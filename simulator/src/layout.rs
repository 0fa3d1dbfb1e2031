//! Screen size and the surface extent presets.
//!
//! The simulator window has a fixed size, so a host resize is simulated by
//! drawing the grid into a centered sub-area whose size cycles through
//! [`EXTENT_PRESETS`].

use embedded_graphics::prelude::*;
use embedded_graphics::primitives::Rectangle;

/// Window width in pixels (before scaling).
pub const SCREEN_WIDTH: u32 = 320;

/// Window height in pixels (before scaling).
pub const SCREEN_HEIGHT: u32 = 240;

/// Output scale of the simulator window.
pub const WINDOW_SCALE: u32 = 2;

/// Surface extents the grid is cycled through. The last one is degenerate
/// and must paint nothing.
pub const EXTENT_PRESETS: [Size; 5] = [
    Size::new(240, 240),
    Size::new(320, 240),
    Size::new(200, 140),
    Size::new(140, 220),
    Size::new(0, 0),
];

const _: () = assert!(EXTENT_PRESETS[0].width <= SCREEN_WIDTH && EXTENT_PRESETS[0].height <= SCREEN_HEIGHT);
const _: () = assert!(EXTENT_PRESETS[1].width <= SCREEN_WIDTH && EXTENT_PRESETS[1].height <= SCREEN_HEIGHT);
const _: () = assert!(EXTENT_PRESETS[2].width <= SCREEN_WIDTH && EXTENT_PRESETS[2].height <= SCREEN_HEIGHT);
const _: () = assert!(EXTENT_PRESETS[3].width <= SCREEN_WIDTH && EXTENT_PRESETS[3].height <= SCREEN_HEIGHT);

/// Area of the screen the grid is drawn into for `size`, centered.
pub const fn grid_area(size: Size) -> Rectangle {
    let x = (SCREEN_WIDTH.saturating_sub(size.width) / 2) as i32;
    let y = (SCREEN_HEIGHT.saturating_sub(size.height) / 2) as i32;
    Rectangle::new(Point::new(x, y), size)
}
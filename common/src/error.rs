//! Configuration errors.
//!
//! Everything that can go wrong is caught when a [`GridConfig`] is built or
//! mutated. Rendering itself is infallible: a degenerate surface produces an
//! empty plan.
//!
//! [`GridConfig`]: crate::config::GridConfig

use core::fmt;

use crate::config::{MAX_CIRCLE_COUNT, MAX_LABEL_TEXT_SIZE, MAX_LINE_WIDTH, MAX_STROKE_WIDTH};

/// Rejected configuration value.
#[derive(Clone, Copy, Debug, PartialEq)]
pub enum ConfigError {
    /// Circle count of zero. At least one ring is required to space the grid.
    InvalidCircleCount,
    /// Circle count above [`MAX_CIRCLE_COUNT`].
    TooManyCircles(u32),
    /// Grid line width that is not finite or not positive.
    InvalidLineWidth(f32),
    /// Label text size that is not finite or not positive.
    InvalidTextSize(f32),
    /// Label stroke width that is not finite or not positive.
    InvalidStrokeWidth(f32),
    /// Grid line width above [`MAX_LINE_WIDTH`].
    LineWidthTooLarge(f32),
    /// Label text size above [`MAX_LABEL_TEXT_SIZE`].
    TextSizeTooLarge(f32),
    /// Label stroke width above [`MAX_STROKE_WIDTH`].
    StrokeWidthTooLarge(f32),
}

impl fmt::Display for ConfigError {
    fn fmt(
        &self,
        f: &mut fmt::Formatter<'_>,
    ) -> fmt::Result {
        match self {
            Self::InvalidCircleCount => f.write_str("circle count must be at least 1"),
            Self::TooManyCircles(n) => write!(f, "circle count {n} exceeds {MAX_CIRCLE_COUNT}"),
            Self::InvalidLineWidth(w) => write!(f, "invalid grid line width {w}"),
            Self::InvalidTextSize(s) => write!(f, "invalid label text size {s}"),
            Self::InvalidStrokeWidth(w) => write!(f, "invalid label stroke width {w}"),
            Self::LineWidthTooLarge(w) => write!(f, "grid line width {w} exceeds {MAX_LINE_WIDTH}"),
            Self::TextSizeTooLarge(s) => write!(f, "label text size {s} exceeds {MAX_LABEL_TEXT_SIZE}"),
            Self::StrokeWidthTooLarge(w) => write!(f, "label stroke width {w} exceeds {MAX_STROKE_WIDTH}"),
        }
    }
}

impl core::error::Error for ConfigError {}
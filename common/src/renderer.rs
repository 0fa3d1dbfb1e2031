//! Compass grid layout.
//!
//! [`render`] turns a surface extent and a [`GridConfig`] into a
//! [`RenderPlan`]. It is pure: nothing is cached between calls, so a resize
//! or a config change is handled by simply calling it again.
//!
//! # Layout
//!
//! ```text
//! radius    = min(width, height) / 2
//! line_size = radius * INSET_FACTOR        outer ring, axis half-length
//! ring(i)   = line_size * i / circle_count for i = circle_count ..= 0
//! ```
//!
//! Label offsets are measured from `radius`, not `line_size`, and differ per
//! letter to compensate for glyph width and baseline:
//!
//! | Label | x | y |
//! |-------|---|---|
//! | N | `cx - t/3` | `cy - radius + t` |
//! | E | `cx + radius - t` | `cy + t/3` |
//! | S | `cx - t/4` | `cy + radius - t/5` |
//! | W | `cx - radius + t/5` | `cy + t/3` |

use crate::config::{GridConfig, INSET_FACTOR, SurfaceExtent};
use crate::plan::{
    AxisLine,
    Cardinal,
    GridGeometry,
    GridStroke,
    Label,
    LabelStyle,
    PlanPoint,
    Primitive,
    RenderPlan,
    Ring,
};

/// Compute the drawing primitives for one paint of the grid.
///
/// A degenerate extent (zero, negative or non-finite side) yields an empty
/// plan that still carries the configured styles.
pub fn render(
    extent: SurfaceExtent,
    config: &GridConfig,
) -> RenderPlan {
    let grid_stroke = GridStroke {
        color: config.grid_color(),
        width: config.grid_line_width(),
    };
    let label_style = LabelStyle {
        color: config.label_color(),
        size: config.label_text_size(),
        stroke_width: config.label_stroke_width(),
    };
    let mut plan = RenderPlan::empty(grid_stroke, label_style);

    let Some(geometry) = grid_geometry(extent) else {
        return plan;
    };
    plan.set_geometry(geometry);

    push_rings(&mut plan, &geometry, config.circle_count());
    push_axes(&mut plan, &geometry);
    for cardinal in Cardinal::ALL {
        plan.push(Primitive::Label(Label {
            cardinal,
            position: label_position(cardinal, &geometry, label_style.size),
            size: label_style.size,
            color: label_style.color,
        }));
    }

    plan
}

/// Center, radius and inset line size for `extent`, `None` when degenerate.
pub fn grid_geometry(extent: SurfaceExtent) -> Option<GridGeometry> {
    if extent.is_degenerate() {
        return None;
    }
    let radius = extent.width.min(extent.height) / 2.0;
    Some(GridGeometry {
        center: PlanPoint::new(extent.width / 2.0, extent.height / 2.0),
        radius,
        line_size: radius * INSET_FACTOR,
    })
}

/// Baseline-left position of one label.
pub fn label_position(
    cardinal: Cardinal,
    geometry: &GridGeometry,
    text_size: f32,
) -> PlanPoint {
    let PlanPoint { x: cx, y: cy } = geometry.center;
    let r = geometry.radius;
    let t = text_size;
    match cardinal {
        Cardinal::North => PlanPoint::new(cx - t / 3.0, cy - r + t),
        Cardinal::East => PlanPoint::new(cx + r - t, cy + t / 3.0),
        Cardinal::South => PlanPoint::new(cx - t / 4.0, cy + r - t / 5.0),
        Cardinal::West => PlanPoint::new(cx - r + t / 5.0, cy + t / 3.0),
    }
}

/// Rings from outer to inner. Index 0 is a zero-radius ring marking the center.
fn push_rings(
    plan: &mut RenderPlan,
    geometry: &GridGeometry,
    circle_count: u32,
) {
    // GridConfig guarantees circle_count >= 1
    let count = circle_count as f32;
    for i in (0..=circle_count).rev() {
        plan.push(Primitive::Circle(Ring {
            center: geometry.center,
            radius: geometry.line_size * i as f32 / count,
        }));
    }
}

fn push_axes(
    plan: &mut RenderPlan,
    geometry: &GridGeometry,
) {
    let PlanPoint { x: cx, y: cy } = geometry.center;
    let half = geometry.line_size;
    plan.push(Primitive::Line(AxisLine {
        from: PlanPoint::new(cx - half, cy),
        to: PlanPoint::new(cx + half, cy),
    }));
    plan.push(Primitive::Line(AxisLine {
        from: PlanPoint::new(cx, cy - half),
        to: PlanPoint::new(cx, cy + half),
    }));
}

// =============================================================================
// Tests
// =============================================================================
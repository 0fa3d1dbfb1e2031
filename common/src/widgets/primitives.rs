//! Low-level drawing helpers shared by the compass widget.

use embedded_graphics::mono_font::{MonoFont, MonoTextStyle};
use embedded_graphics::pixelcolor::Rgb565;
use embedded_graphics::prelude::*;
use embedded_graphics::text::{Text, TextStyle};

use crate::plan::PlanPoint;

/// Pixel coordinates are clamped to `-PIXEL_LIMIT..=PIXEL_LIMIT`, leaving
/// headroom for glyph advances and stroke offsets on top.
pub const PIXEL_LIMIT: i32 = 1 << 24;

/// Round a layout coordinate to the nearest pixel.
#[inline]
pub fn to_pixel(value: f32) -> i32 {
    let clamped = value.clamp(-(PIXEL_LIMIT as f32), PIXEL_LIMIT as f32);
    micromath::F32(clamped).round().0 as i32
}

/// Round a layout point to the nearest pixel.
#[inline]
pub fn to_point(point: PlanPoint) -> Point { Point::new(to_pixel(point.x), to_pixel(point.y)) }

/// Stroke width in whole pixels, never thinner than 1.
#[inline]
pub fn stroke_px(width: f32) -> u32 { to_pixel(width).max(1) as u32 }

/// Diameter in whole pixels for a layout radius. Zero for a degenerate ring.
#[inline]
pub fn diameter_px(radius: f32) -> u32 { to_pixel(radius * 2.0).max(0) as u32 }

/// Draw text in `color`, thickened by repeating it around `position`.
///
/// Mono fonts have no stroke, so the stroke is emulated by painting the
/// glyphs at `offset` pixels in each direction before painting the fill.
/// An offset of 0 paints the fill only.
pub fn draw_stroked_text<D>(
    display: &mut D,
    text: &str,
    position: Point,
    font: &MonoFont<'_>,
    color: Rgb565,
    text_style: TextStyle,
    offset: i32,
) where
    D: DrawTarget<Color = Rgb565>,
{
    let char_style = MonoTextStyle::new(font, color);

    // Simple mode: 2 offsets (bottom-right) for embedded performance
    #[cfg(feature = "simple-outline")]
    const DIRECTIONS: [(i32, i32); 2] = [(1, 1), (1, 0)];

    // Full mode: 8 directions
    #[cfg(not(feature = "simple-outline"))]
    const DIRECTIONS: [(i32, i32); 8] = [
        (-1, -1),
        (0, -1),
        (1, -1), // top row
        (-1, 0),
        (1, 0), // middle row (skip center)
        (-1, 1),
        (0, 1),
        (1, 1), // bottom row
    ];

    if offset > 0 {
        for (dx, dy) in DIRECTIONS {
            let offset_pos = Point::new(
                position.x.saturating_add(dx.saturating_mul(offset)),
                position.y.saturating_add(dy.saturating_mul(offset)),
            );
            Text::with_text_style(text, offset_pos, char_style, text_style)
                .draw(display)
                .ok();
        }
    }

    Text::with_text_style(text, position, char_style, text_style)
        .draw(display)
        .ok();
}

#[cfg(test)]
mod tests {
    use embedded_graphics::mock_display::MockDisplay;
    use embedded_graphics::mono_font::ascii::FONT_6X10;

    use super::*;
    use crate::colors::RED;
    use crate::styles::LEFT_ALIGNED;

    #[test]
    fn test_to_pixel_rounds() {
        assert_eq!(to_pixel(96.67), 97);
        assert_eq!(to_pixel(20.0), 20);
        assert_eq!(to_pixel(10.4), 10);
        assert_eq!(to_pixel(0.0), 0);
    }

    #[test]
    fn test_to_pixel_clamps() {
        assert_eq!(to_pixel(1.0e10), PIXEL_LIMIT);
        assert_eq!(to_pixel(-1.0e10), -PIXEL_LIMIT);
        assert_eq!(to_pixel(f32::INFINITY), PIXEL_LIMIT);
    }

    #[test]
    fn test_to_point() {
        assert_eq!(to_point(PlanPoint::new(9.6, 100.2)), Point::new(10, 100));
    }

    #[test]
    fn test_stroke_px_minimum() {
        assert_eq!(stroke_px(0.2), 1, "Hairlines still paint one pixel");
        assert_eq!(stroke_px(1.0), 1);
        assert_eq!(stroke_px(3.0), 3);
    }

    #[test]
    fn test_diameter_px() {
        assert_eq!(diameter_px(0.0), 0, "Zero-radius ring has no pixels");
        assert_eq!(diameter_px(45.0), 90);
        assert_eq!(diameter_px(22.5), 45);
    }

    #[test]
    fn test_stroked_text_far_offset() {
        let mut display: MockDisplay<Rgb565> = MockDisplay::new();
        display.set_allow_overdraw(true);
        display.set_allow_out_of_bounds_drawing(true);

        // Position and offset both at the pixel limit must not overflow
        let position = Point::new(to_pixel(1.0e10), to_pixel(-1.0e10));
        draw_stroked_text(&mut display, "N", position, &FONT_6X10, RED, LEFT_ALIGNED, to_pixel(1.0e10));
        assert_eq!(display.affected_area().size, Size::zero(), "Everything lands off screen");
    }
}
//! Debug log and render counters.
//!
//! The log is a fixed-size ring buffer of short lines that a host can show
//! on screen; there is no logging facade on the target. Counters track how
//! often the grid was actually recomputed versus skipped. Neither depends on
//! time, so both live here rather than in a platform crate.
//!
//! # Usage
//!
//! ```ignore
//! let mut log = DebugLog::new();
//! log.push("Grid ready");
//! log.push_error("Circles", &ConfigError::InvalidCircleCount);
//!
//! for line in log.iter() {
//!     println!("{}", line);
//! }
//! ```

use core::fmt::{self, Write};

use heapless::{Deque, String};

// =============================================================================
// Debug Log Configuration
// =============================================================================

/// Maximum number of log lines to keep in the ring buffer.
pub const LOG_BUFFER_SIZE: usize = 6;

/// Maximum characters per log line.
pub const LOG_LINE_LENGTH: usize = 48;

// =============================================================================
// Debug Log Ring Buffer
// =============================================================================

/// Ring buffer for debug log messages.
///
/// Stores the last `LOG_BUFFER_SIZE` messages. Old messages are dropped when
/// the buffer is full and long messages are truncated.
pub struct DebugLog {
    buffer: Deque<String<LOG_LINE_LENGTH>, LOG_BUFFER_SIZE>,
}

impl DebugLog {
    /// Create a new empty debug log.
    pub const fn new() -> Self { Self { buffer: Deque::new() } }

    /// Push a log message. If buffer is full, oldest message is dropped.
    pub fn push(
        &mut self,
        msg: &str,
    ) {
        if self.buffer.is_full() {
            self.buffer.pop_front();
        }

        let mut line: String<LOG_LINE_LENGTH> = String::new();
        for c in msg.chars().take(LOG_LINE_LENGTH - 1) {
            line.push(c).ok();
        }

        self.buffer.push_back(line).ok();
    }

    /// Push `"<label>: <value>"`, formatted without allocation.
    pub fn push_value(
        &mut self,
        label: &str,
        value: u32,
    ) {
        let mut line: String<LOG_LINE_LENGTH> = String::new();
        let _ = write!(line, "{label}: {value}");
        self.push(&line);
    }

    /// Push `"<label>: <error>"` using the error's `Display` impl.
    pub fn push_error(
        &mut self,
        label: &str,
        err: &dyn fmt::Display,
    ) {
        let mut line: String<LOG_LINE_LENGTH> = String::new();
        // Overflow only truncates the line
        let _ = write!(line, "{label}: {err}");
        self.push(&line);
    }

    /// Iterate over log messages (oldest first).
    pub fn iter(&self) -> impl Iterator<Item = &str> { self.buffer.iter().map(heapless::string::StringInner::as_str) }

    /// Get number of log entries.
    #[inline]
    pub fn len(&self) -> usize { self.buffer.len() }

    /// Check if log is empty.
    #[inline]
    pub fn is_empty(&self) -> bool { self.buffer.is_empty() }
}

impl Default for DebugLog {
    fn default() -> Self { Self::new() }
}

// =============================================================================
// Render Counters
// =============================================================================

/// How often the grid was recomputed, skipped or reconfigured.
#[derive(Clone, Copy, Debug, Default, PartialEq, Eq)]
pub struct RenderStats {
    /// Frames checked for redraw.
    pub frames: u32,
    /// Frames that recomputed and painted a plan.
    pub renders: u32,
    /// Configuration changes accepted.
    pub config_changes: u32,
    /// Configuration changes rejected with a `ConfigError`.
    pub rejected_changes: u32,
}

impl RenderStats {
    pub const fn new() -> Self {
        Self {
            frames: 0,
            renders: 0,
            config_changes: 0,
            rejected_changes: 0,
        }
    }

    /// Record one frame and whether it painted.
    pub const fn record_frame(
        &mut self,
        painted: bool,
    ) {
        self.frames = self.frames.wrapping_add(1);
        if painted {
            self.renders = self.renders.wrapping_add(1);
        }
    }

    /// Frames that reused the previous paint.
    #[inline]
    pub const fn skipped(&self) -> u32 { self.frames.saturating_sub(self.renders) }
}

// =============================================================================
// Tests
// =============================================================================

#[cfg(test)]
mod tests {
    use super::*;
    use crate::error::ConfigError;

    #[test]
    fn test_debug_log_push() {
        let mut log = DebugLog::new();
        assert!(log.is_empty());

        log.push("Grid ready");
        assert_eq!(log.len(), 1);

        log.push("Circles: 4");
        assert_eq!(log.len(), 2);
    }

    #[test]
    fn test_debug_log_ring_buffer() {
        let mut log = DebugLog::new();

        for i in 0..LOG_BUFFER_SIZE {
            log.push_value("n", i as u32);
        }
        assert_eq!(log.len(), LOG_BUFFER_SIZE);

        log.push("New");
        assert_eq!(log.len(), LOG_BUFFER_SIZE);

        let first = log.iter().next().unwrap();
        assert_eq!(first, "n: 1", "Oldest entry should have been dropped");
        assert_eq!(log.iter().last().unwrap(), "New");
    }

    #[test]
    fn test_debug_log_truncation() {
        let mut log = DebugLog::new();
        let long_msg = "This is a very long message that exceeds the maximum line length limit";
        log.push(long_msg);

        let stored = log.iter().next().unwrap();
        assert!(stored.len() < LOG_LINE_LENGTH);
        assert!(long_msg.starts_with(stored));
    }

    #[test]
    fn test_push_value() {
        let mut log = DebugLog::new();
        log.push_value("Circles", 12);
        assert_eq!(log.iter().next().unwrap(), "Circles: 12");
    }

    #[test]
    fn test_push_error() {
        let mut log = DebugLog::new();
        log.push_error("Circles", &ConfigError::InvalidCircleCount);
        assert_eq!(log.iter().next().unwrap(), "Circles: circle count must be at least 1");
    }

    #[test]
    fn test_render_stats() {
        let mut stats = RenderStats::new();
        stats.record_frame(true);
        stats.record_frame(false);
        stats.record_frame(false);
        assert_eq!(stats.frames, 3);
        assert_eq!(stats.renders, 1);
        assert_eq!(stats.skipped(), 2);
        assert_eq!(RenderStats::default(), RenderStats::new());
    }
}
//! Timing constants for the simulator.
//!
//! These constants use `std::time::Duration` which is not available in `no_std`
//! environments, so they are defined here rather than in the library crate.

use std::time::Duration;

/// Target frame time (~50 FPS). The main loop sleeps if frame completes early.
pub const FRAME_TIME: Duration = Duration::from_millis(20);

◆ **DESCRIPTION OF THE TASK**: The required answer is the count of lines in the listing that contain the word "styles", with no other text.

◆ **ANSWER TO THE EXERCISE**: 2